___ PROVIDED DATA
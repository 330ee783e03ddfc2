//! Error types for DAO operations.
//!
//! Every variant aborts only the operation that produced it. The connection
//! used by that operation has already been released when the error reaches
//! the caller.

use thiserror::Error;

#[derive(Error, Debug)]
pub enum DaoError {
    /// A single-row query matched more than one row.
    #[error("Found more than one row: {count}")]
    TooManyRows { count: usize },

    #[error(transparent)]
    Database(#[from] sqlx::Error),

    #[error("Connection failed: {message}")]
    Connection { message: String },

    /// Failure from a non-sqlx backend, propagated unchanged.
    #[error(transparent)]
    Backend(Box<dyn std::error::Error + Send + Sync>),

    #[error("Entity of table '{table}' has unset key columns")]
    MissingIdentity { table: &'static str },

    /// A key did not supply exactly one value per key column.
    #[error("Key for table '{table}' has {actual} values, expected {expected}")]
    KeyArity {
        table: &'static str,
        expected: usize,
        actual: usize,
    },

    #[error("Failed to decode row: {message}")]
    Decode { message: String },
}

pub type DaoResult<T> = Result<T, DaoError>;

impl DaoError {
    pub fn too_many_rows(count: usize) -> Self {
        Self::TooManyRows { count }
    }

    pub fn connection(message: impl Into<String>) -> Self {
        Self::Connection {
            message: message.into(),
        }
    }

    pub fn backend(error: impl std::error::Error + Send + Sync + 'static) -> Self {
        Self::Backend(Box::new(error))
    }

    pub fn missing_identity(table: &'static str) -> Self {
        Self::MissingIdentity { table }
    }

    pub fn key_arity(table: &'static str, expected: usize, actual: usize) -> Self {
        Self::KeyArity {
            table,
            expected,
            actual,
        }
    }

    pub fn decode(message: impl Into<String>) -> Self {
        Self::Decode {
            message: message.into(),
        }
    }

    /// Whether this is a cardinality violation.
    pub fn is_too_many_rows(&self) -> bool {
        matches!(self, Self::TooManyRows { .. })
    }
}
______
___ PROVIDED DATA
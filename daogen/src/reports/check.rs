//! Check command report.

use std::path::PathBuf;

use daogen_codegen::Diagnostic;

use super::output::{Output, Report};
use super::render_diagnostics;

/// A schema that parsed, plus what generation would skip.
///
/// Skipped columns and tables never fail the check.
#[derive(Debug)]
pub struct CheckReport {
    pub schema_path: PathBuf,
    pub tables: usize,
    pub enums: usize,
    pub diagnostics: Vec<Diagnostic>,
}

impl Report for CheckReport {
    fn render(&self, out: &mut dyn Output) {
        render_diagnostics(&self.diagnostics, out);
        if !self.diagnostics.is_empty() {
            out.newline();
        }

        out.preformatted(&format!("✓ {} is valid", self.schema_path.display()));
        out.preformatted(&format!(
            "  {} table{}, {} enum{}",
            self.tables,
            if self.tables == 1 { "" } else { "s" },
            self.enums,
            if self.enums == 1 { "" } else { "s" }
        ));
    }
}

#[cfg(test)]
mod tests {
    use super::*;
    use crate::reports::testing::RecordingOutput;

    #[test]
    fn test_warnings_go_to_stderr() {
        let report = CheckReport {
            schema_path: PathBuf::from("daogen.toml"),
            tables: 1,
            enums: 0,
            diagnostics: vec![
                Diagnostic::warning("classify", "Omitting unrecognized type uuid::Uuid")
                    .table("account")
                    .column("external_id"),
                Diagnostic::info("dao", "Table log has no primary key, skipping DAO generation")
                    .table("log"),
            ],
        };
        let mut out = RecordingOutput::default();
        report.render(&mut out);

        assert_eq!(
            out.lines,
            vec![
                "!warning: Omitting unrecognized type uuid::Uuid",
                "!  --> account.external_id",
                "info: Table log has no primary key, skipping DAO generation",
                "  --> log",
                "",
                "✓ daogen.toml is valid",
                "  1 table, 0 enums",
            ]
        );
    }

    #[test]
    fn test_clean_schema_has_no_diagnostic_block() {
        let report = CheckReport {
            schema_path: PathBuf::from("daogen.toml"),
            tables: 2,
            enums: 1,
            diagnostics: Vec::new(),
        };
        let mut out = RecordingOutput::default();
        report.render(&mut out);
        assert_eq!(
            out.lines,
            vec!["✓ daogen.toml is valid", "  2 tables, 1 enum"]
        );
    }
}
______
_TASK ITEM_
Retype the portion of the data above that starts on the line with "repository 330ee783e03ddfc2" and finishes on the line with "pub type DaoResult<T> = Result<T, DaoError>;", including both of those lines.

_YOUR SOLUTION_
repository 330ee783e03ddfc2
//! Error types for DAO operations.
//!
//! Every variant aborts only the operation that produced it. The connection
//! used by that operation has already been released when the error reaches
//! the caller.

use thiserror::Error;

#[derive(Error, Debug)]
pub enum DaoError {
    /// A single-row query matched more than one row.
    #[error("Found more than one row: {count}")]
    TooManyRows { count: usize },

    #[error(transparent)]
    Database(#[from] sqlx::Error),

    #[error("Connection failed: {message}")]
    Connection { message: String },

    /// Failure from a non-sqlx backend, propagated unchanged.
    #[error(transparent)]
    Backend(Box<dyn std::error::Error + Send + Sync>),

    #[error("Entity of table '{table}' has unset key columns")]
    MissingIdentity { table: &'static str },

    /// A key did not supply exactly one value per key column.
    #[error("Key for table '{table}' has {actual} values, expected {expected}")]
    KeyArity {
        table: &'static str,
        expected: usize,
        actual: usize,
    },

    #[error("Failed to decode row: {message}")]
    Decode { message: String },
}

pub type DaoResult<T> = Result<T, DaoError>;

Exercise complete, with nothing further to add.